#### [ACTIVITY]
Among the entries below, find the lines with the word "Option" and return them.

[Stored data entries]
▼
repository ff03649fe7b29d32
//! Inbound adapters that translate external requests into domain service
//! calls while keeping framework details at the edge.

pub mod http;
//! Refresh-token cookie handling.
//!
//! The refresh token never appears in a response body. It travels in an
//! `HttpOnly` cookie scoped to the `/auth` subtree so only the auth endpoints
//! ever see it.

use actix_web::HttpRequest;
use actix_web::cookie::time::Duration;
use actix_web::cookie::{Cookie, SameSite};

pub const REFRESH_COOKIE: &str = "refresh_token";
const REFRESH_COOKIE_PATH: &str = "/auth";
const REFRESH_COOKIE_MAX_AGE_DAYS: i64 = 7;

/// Attributes for the refresh cookie, fixed at start-up.
#[derive(Debug, Clone, Copy, PartialEq, Eq)]
pub struct RefreshCookie {
    production: bool,
}

impl RefreshCookie {
    /// `Secure` and `SameSite=Strict` in production; `Lax` over plain HTTP
    /// otherwise.
    pub fn new(production: bool) -> Self {
        Self { production }
    }

    fn same_site(self) -> SameSite {
        if self.production {
            SameSite::Strict
        } else {
            SameSite::Lax
        }
    }

    fn base(self, value: String) -> Cookie<'static> {
        Cookie::build(REFRESH_COOKIE, value)
            .http_only(true)
            .secure(self.production)
            .same_site(self.same_site())
            .path(REFRESH_COOKIE_PATH)
            .finish()
    }

    /// Cookie carrying a freshly issued refresh token.
    pub fn issue(self, token: &str) -> Cookie<'static> {
        let mut cookie = self.base(token.to_owned());
        cookie.set_max_age(Duration::days(REFRESH_COOKIE_MAX_AGE_DAYS));
        cookie
    }

    /// Expired cookie with matching attributes so browsers drop the token.
    pub fn clear(self) -> Cookie<'static> {
        let mut cookie = self.base(String::new());
        cookie.make_removal();
        cookie
    }
}

/// Refresh token presented by the client, if any.
pub fn presented_refresh_token(req: &HttpRequest) -> Option<String> {
    req.cookie(REFRESH_COOKIE)
        .map(|cookie| cookie.value().to_owned())
        .filter(|value| !value.is_empty())
}

#[cfg(test)]
mod tests {
    use super::*;
    use actix_web::test::TestRequest;
    use rstest::rstest;

    #[rstest]
    #[case(true, SameSite::Strict, Some(true))]
    #[case(false, SameSite::Lax, Some(false))]
    fn issued_cookie_follows_the_environment(
        #[case] production: bool,
        #[case] same_site: SameSite,
        #[case] secure: Option<bool>,
    ) {
        let cookie = RefreshCookie::new(production).issue("abc");
        assert_eq!(cookie.name(), REFRESH_COOKIE);
        assert_eq!(cookie.value(), "abc");
        assert_eq!(cookie.http_only(), Some(true));
        assert_eq!(cookie.secure(), secure);
        assert_eq!(cookie.same_site(), Some(same_site));
        assert_eq!(cookie.path(), Some("/auth"));
        assert_eq!(cookie.max_age(), Some(Duration::days(7)));
    }

    #[rstest]
    fn cleared_cookie_keeps_path_and_expires() {
        let cookie = RefreshCookie::new(true).clear();
        assert_eq!(cookie.value(), "");
        assert_eq!(cookie.path(), Some("/auth"));
        assert_eq!(cookie.max_age(), Some(Duration::ZERO));
    }

    #[rstest]
    fn reads_the_presented_token() {
        let req = TestRequest::default()
            .cookie(Cookie::new(REFRESH_COOKIE, "tok"))
            .to_http_request();
        assert_eq!(presented_refresh_token(&req).as_deref(), Some("tok"));
    }

    #[rstest]
    fn blank_cookie_counts_as_absent() {
        let req = TestRequest::default()
            .cookie(Cookie::new(REFRESH_COOKIE, ""))
            .to_http_request();
        assert_eq!(presented_refresh_token(&req), None);
    }
}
▲
#### [OUTPUT OF THE TASK]
pub fn presented_refresh_token(req: &HttpRequest) -> Option<String> {
        #[case] secure: Option<bool>,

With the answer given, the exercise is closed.